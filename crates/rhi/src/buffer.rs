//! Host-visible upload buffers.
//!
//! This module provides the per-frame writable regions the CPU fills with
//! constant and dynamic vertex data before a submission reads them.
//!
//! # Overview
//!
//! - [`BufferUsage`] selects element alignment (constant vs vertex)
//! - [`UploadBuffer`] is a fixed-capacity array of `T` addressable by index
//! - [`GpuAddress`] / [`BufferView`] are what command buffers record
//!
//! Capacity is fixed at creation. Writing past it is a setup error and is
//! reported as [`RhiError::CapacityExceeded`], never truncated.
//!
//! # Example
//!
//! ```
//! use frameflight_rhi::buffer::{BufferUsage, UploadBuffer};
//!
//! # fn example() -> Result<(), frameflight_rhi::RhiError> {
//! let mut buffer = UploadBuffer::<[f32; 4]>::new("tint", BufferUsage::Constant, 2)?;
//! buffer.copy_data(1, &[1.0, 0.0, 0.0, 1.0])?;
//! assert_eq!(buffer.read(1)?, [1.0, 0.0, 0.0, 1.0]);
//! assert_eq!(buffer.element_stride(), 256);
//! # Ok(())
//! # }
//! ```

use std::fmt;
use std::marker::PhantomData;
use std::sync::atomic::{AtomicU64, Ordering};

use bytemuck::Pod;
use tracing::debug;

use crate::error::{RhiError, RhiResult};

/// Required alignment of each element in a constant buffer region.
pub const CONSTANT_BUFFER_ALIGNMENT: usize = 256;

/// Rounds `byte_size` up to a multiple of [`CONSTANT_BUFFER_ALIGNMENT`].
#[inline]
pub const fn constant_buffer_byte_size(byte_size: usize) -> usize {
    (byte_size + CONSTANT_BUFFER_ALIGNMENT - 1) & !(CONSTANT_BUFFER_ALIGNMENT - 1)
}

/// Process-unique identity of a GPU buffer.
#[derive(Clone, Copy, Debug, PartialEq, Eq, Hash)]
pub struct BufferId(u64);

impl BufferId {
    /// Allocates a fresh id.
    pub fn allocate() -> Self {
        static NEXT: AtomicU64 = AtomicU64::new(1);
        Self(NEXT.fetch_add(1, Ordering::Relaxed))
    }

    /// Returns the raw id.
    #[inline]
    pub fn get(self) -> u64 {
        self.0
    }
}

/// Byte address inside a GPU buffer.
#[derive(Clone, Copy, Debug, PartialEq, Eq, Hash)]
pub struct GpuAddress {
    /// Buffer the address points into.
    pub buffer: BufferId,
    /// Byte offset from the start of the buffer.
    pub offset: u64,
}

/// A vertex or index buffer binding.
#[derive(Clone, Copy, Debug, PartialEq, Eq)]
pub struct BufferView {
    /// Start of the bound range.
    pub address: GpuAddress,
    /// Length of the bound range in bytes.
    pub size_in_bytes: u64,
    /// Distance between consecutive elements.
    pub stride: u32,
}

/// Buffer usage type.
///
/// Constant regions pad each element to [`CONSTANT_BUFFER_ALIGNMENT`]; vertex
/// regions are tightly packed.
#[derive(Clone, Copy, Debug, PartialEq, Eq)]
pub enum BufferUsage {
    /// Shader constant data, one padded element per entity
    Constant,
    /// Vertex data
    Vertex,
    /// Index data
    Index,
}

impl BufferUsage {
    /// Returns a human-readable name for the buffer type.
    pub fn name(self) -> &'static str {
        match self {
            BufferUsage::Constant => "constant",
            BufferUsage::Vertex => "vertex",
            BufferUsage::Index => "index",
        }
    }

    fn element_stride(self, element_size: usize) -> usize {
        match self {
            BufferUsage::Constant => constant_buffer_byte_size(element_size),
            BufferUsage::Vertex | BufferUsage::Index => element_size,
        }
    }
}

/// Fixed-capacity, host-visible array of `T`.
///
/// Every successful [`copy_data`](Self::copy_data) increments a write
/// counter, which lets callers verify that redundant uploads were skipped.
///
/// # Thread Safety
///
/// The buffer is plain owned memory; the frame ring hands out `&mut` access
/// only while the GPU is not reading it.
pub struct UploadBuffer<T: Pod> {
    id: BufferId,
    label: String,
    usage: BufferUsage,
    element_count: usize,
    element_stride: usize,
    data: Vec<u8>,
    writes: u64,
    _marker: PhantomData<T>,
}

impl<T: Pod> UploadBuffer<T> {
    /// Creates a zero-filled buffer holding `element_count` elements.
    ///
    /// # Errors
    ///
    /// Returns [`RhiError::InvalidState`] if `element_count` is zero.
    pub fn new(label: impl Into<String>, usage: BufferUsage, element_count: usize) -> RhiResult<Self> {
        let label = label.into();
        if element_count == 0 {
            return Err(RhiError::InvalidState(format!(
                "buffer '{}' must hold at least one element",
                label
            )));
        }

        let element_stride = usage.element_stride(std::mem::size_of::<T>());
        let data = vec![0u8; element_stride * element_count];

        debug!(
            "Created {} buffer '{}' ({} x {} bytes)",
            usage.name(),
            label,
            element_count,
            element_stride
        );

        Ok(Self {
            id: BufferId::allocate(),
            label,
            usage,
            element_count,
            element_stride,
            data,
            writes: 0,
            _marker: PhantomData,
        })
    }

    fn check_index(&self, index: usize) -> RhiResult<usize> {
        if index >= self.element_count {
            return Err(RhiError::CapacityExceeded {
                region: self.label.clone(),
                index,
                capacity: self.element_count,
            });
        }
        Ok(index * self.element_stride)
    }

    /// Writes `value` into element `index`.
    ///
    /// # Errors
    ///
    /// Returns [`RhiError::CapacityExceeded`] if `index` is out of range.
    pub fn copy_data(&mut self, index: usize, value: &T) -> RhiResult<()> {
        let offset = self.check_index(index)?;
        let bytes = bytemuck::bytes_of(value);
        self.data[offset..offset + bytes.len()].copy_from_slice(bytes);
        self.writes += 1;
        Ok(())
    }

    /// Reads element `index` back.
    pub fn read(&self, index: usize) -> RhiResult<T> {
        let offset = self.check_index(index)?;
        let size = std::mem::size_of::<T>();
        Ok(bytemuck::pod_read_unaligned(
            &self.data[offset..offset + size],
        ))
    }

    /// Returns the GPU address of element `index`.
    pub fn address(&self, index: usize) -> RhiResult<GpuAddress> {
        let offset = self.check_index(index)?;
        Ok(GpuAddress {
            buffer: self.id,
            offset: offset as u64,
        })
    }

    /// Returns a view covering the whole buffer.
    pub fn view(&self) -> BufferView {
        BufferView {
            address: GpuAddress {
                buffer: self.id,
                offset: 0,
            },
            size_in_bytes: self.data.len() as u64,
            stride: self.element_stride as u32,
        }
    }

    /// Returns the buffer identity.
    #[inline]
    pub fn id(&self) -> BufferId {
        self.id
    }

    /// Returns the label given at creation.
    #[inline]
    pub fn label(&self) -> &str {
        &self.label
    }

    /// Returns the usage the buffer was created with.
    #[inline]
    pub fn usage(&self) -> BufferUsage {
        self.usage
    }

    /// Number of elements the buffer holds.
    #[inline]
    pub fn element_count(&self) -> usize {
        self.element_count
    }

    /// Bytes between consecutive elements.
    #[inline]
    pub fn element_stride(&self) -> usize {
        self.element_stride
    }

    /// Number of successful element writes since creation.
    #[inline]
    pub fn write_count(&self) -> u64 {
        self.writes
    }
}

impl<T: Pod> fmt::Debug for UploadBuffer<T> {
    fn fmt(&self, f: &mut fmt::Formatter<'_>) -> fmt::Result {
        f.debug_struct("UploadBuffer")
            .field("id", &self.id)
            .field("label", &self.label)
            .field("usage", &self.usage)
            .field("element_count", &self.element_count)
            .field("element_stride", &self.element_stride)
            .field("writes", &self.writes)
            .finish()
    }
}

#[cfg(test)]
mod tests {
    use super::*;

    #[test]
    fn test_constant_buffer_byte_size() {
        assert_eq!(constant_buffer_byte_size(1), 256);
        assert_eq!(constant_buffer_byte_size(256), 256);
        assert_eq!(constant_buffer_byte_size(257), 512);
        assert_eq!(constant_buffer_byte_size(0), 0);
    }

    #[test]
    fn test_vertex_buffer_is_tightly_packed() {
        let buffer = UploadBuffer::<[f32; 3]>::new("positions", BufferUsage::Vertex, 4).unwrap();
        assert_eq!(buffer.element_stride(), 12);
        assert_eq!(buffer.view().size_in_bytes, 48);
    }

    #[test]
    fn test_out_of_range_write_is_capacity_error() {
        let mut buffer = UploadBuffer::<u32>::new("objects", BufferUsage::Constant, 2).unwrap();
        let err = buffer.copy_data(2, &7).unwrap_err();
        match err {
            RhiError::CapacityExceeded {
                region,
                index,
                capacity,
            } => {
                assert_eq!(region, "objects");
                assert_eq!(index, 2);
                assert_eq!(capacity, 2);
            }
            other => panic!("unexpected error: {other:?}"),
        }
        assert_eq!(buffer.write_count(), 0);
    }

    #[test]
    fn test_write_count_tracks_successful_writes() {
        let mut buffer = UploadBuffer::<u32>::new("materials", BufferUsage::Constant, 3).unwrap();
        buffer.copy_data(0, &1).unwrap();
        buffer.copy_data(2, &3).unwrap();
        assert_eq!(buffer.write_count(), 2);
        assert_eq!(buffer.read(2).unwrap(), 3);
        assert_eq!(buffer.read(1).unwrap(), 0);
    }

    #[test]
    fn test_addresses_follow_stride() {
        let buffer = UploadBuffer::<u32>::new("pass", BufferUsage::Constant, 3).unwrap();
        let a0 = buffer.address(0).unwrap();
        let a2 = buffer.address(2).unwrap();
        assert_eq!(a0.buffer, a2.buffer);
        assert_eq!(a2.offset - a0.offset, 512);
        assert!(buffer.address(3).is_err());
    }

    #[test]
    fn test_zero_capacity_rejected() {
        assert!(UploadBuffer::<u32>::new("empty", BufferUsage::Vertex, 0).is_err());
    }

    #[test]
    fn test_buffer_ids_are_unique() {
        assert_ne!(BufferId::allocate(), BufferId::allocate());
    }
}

---

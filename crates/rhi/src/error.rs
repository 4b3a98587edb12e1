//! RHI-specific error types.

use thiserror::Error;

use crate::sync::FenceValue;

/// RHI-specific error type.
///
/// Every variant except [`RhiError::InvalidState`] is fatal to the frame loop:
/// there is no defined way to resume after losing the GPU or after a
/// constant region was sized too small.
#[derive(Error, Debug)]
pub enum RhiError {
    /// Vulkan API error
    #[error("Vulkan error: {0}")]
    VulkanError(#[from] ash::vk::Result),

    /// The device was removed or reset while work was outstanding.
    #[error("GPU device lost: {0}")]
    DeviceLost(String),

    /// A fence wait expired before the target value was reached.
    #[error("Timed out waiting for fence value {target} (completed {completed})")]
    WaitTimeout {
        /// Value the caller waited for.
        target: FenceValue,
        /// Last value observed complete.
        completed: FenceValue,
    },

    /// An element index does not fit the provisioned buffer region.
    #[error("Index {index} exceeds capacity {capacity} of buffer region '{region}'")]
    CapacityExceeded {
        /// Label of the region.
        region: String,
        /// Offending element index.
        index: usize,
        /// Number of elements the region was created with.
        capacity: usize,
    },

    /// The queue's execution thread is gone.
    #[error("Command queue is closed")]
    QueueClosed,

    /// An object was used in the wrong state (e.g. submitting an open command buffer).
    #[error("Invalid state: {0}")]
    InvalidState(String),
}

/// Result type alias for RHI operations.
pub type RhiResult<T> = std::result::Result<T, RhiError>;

* Work instruction *
Each line in the listing above that contains "Number" should be copied.

* Final answer *
    /// Number of elements the buffer holds.
    /// Number of successful element writes since creation.
        /// Number of elements the region was created with.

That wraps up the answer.